Are You Using Triggering Language?

I was eating dinner at a restaurant recently and overheard the conversation from the table approximately 3 inches away from mine. The college-aged girls were chatting about school, work, and friends. Pretty normal, right? Well unfortunately, so is toxic, negative gossip about body image. It was only a matter of time before the topic arose, where the girls speculated about their friend’s eating habits. Many misconceptions about disordered eating are so stigmatized, they’re normalized. Years ago, the verbiage they used would have been very triggering to me. So now, I want to debunk some of those myths - not because I’m judging those girls for their insensitivity, but because we should all choose our words more wisely.

1. “Just eat more”
We don’t tell people who are sick to “just” get better. Your outside reflects what’s on the inside. Purposefully under eating and living in a state of malnourishment doesn’t start with eating more, it starts with healing from the inside. Also, how much or how little someone eats doesn’t necessarily correlate to his/her overall health. To provide support, do not comment on what/how much/how little someone is eating and just enjoy their company. 

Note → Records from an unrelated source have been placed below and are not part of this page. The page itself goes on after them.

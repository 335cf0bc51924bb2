// Translation — turns arbitrary-language job-posting text into English via
// the LLM. Large inputs are split into overlapping chunks translated
// sequentially; every call runs under a timeout with bounded retries.

pub mod chunker;
pub mod handlers;
pub mod prompts;
pub mod translator;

2. “Just own up to the fact that you have a problem”
Anyone who’s ever said this has never been to therapy. I didn’t start getting help until I wanted to on my own terms, which was after several attempts made by concerned people in my life. People who are suffering from any kind of addiction will sacrifice everything - their family, friends, relationships, body - to feed their insecurities and toxically cyclical thinking patterns. It’s physically destructive and mentally draining living with these issues, and talking about it likely exposes crippling fear, insecurity, and vulnerability. It is more productive to not offer an opinion or an insensitive comment disguised as a solution. 

3. "Any normal human being would struggle”
People whose health is compromised aren’t considered “normal”. They’re considered ill. There is a difference between being self conscious and being obsessed with your appearance or weight to the point where you can’t leave the house. There is a difference between being insecure looking in the mirror and having body dysmorphia disorder. There is a difference between wanting to lose a few extra pounds and putting your health - or even life - in jeopardy because you need to lose weight. Mental illness takes these seemingly “normal” feelings that society tells us we should feel to a different extreme. Make the distinction.

The bottom line is, the words that we use - to our friends, to strangers, to acquaintances, to ourselves in the mirror - are very powerful. Choosing positivity over toxicity will make a better friend, partner, coworker, sister, daughter, mother...every time.